What number of lines in the entries below include the string "BlurMask"? Respond with that number alone.
(Data listing Opens)
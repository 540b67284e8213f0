//! Frame orchestration: background, optional blur, present.

mod background;
mod frame;


pub use background::BackgroundPass;

use tracing::info;
use veil_common::Size2D;
use veil_config::VeilConfig;

use crate::blur::{BlurConfiguration, BlurMask, SeparableBlur};
use crate::context::GpuContext;
use crate::error::{GlError, GlResult};
use crate::framebuffer::{ColorAttachment, Framebuffer};
use crate::gl::TextureFormat;
use crate::program::{ShaderProgram, ShaderSources};
use crate::shaders::{FULLSCREEN_QUAD_VERT, PRESENT_FRAG};
use crate::texture::{Renderbuffer, Texture};

// ---------------------------------------------------------------------------
// SceneTarget
// ---------------------------------------------------------------------------

/// Off-screen framebuffer the frame is composed in.
struct SceneTarget {
    framebuffer: Framebuffer,
    color: Texture,
    _depth_stencil: Renderbuffer,
}

impl SceneTarget {
    fn new(ctx: &mut GpuContext, size: Size2D) -> GlResult<Self> {
        let color = Texture::new_2d(ctx, TextureFormat::Rgba8, size)?;
        let depth_stencil = Renderbuffer::new_depth_stencil(ctx, size)?;
        let mut framebuffer = Framebuffer::new(ctx, size)?;
        framebuffer.attach_depth_stencil_renderbuffer(&depth_stencil)?;
        framebuffer.attach_color_texture(&color, 0, ColorAttachment::Automatic)?;
        Ok(Self {
            framebuffer,
            color,
            _depth_stencil: depth_stencil,
        })
    }
}

// ---------------------------------------------------------------------------
// FrameRenderer
// ---------------------------------------------------------------------------

pub struct FrameRenderer {
    size: Size2D,
    scene: SceneTarget,
    background: BackgroundPass,
    present: ShaderProgram,
    blur: SeparableBlur,
    blur_enabled: bool,
    mask: BlurMask,
    blur_config: BlurConfiguration,
    frames: u64,
}

impl FrameRenderer {
    pub fn new(ctx: &mut GpuContext, size: Size2D, config: &VeilConfig) -> GlResult<Self> {
        if size.is_empty() {
            return Err(GlError::InvalidArgument(format!(
                "render size {size} must be non-zero"
            )));
        }
        let background = BackgroundPass::from_config(ctx, &config.background)?;
        let present = ShaderProgram::new(
            ctx,
            ShaderSources::new(FULLSCREEN_QUAD_VERT, PRESENT_FRAG),
        )?;
        let scene = SceneTarget::new(ctx, size)?;
        let blur = SeparableBlur::new(ctx, size)?;

        info!(
            %size,
            blur = config.blur.enabled,
            mask = ?config.blur.mask,
            "frame renderer ready"
        );
        Ok(Self {
            size,
            scene,
            background,
            present,
            blur,
            blur_enabled: config.blur.enabled,
            mask: config.blur.mask.into(),
            blur_config: BlurConfiguration::from(&config.blur),
            frames: 0,
        })
    }

    pub fn size(&self) -> Size2D {
        self.size
    }

    /// Rebuild the size-dependent targets. Empty sizes (minimized windows)
    /// are ignored.
    pub fn resize(&mut self, ctx: &mut GpuContext, size: Size2D) -> GlResult<()> {
        if size.is_empty() || size == self.size {
            return Ok(());
        }
        // Nothing is replaced unless every target builds.
        let scene = SceneTarget::new(ctx, size)?;
        let blur = SeparableBlur::new(ctx, size)?;
        self.scene = scene;
        self.blur = blur;
        self.size = size;
        info!(%size, "resized render targets");
        Ok(())
    }

    pub fn is_blur_enabled(&self) -> bool {
        self.blur_enabled
    }

    pub fn set_blur_enabled(&mut self, enabled: bool) {
        self.blur_enabled = enabled;
    }

    pub fn mask(&self) -> BlurMask {
        self.mask
    }

    /// Advance to the next mask mode and return it.
    pub fn cycle_mask(&mut self) -> BlurMask {
        self.mask = match self.mask {
            BlurMask::None => BlurMask::Vertex,
            BlurMask::Vertex => BlurMask::Stencil,
            BlurMask::Stencil => BlurMask::None,
        };
        self.mask
    }

    pub fn blur_configuration(&self) -> BlurConfiguration {
        self.blur_config
    }

    pub fn set_blur_configuration(&mut self, config: BlurConfiguration) {
        self.blur_config = config;
    }

    pub fn frames_rendered(&self) -> u64 {
        self.frames
    }

    pub fn blur_engine(&self) -> &SeparableBlur {
        &self.blur
    }

    pub fn scene_framebuffer(&self) -> &Framebuffer {
        &self.scene.framebuffer
    }
}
(Data listing Closes)
▸ Solved exercise
7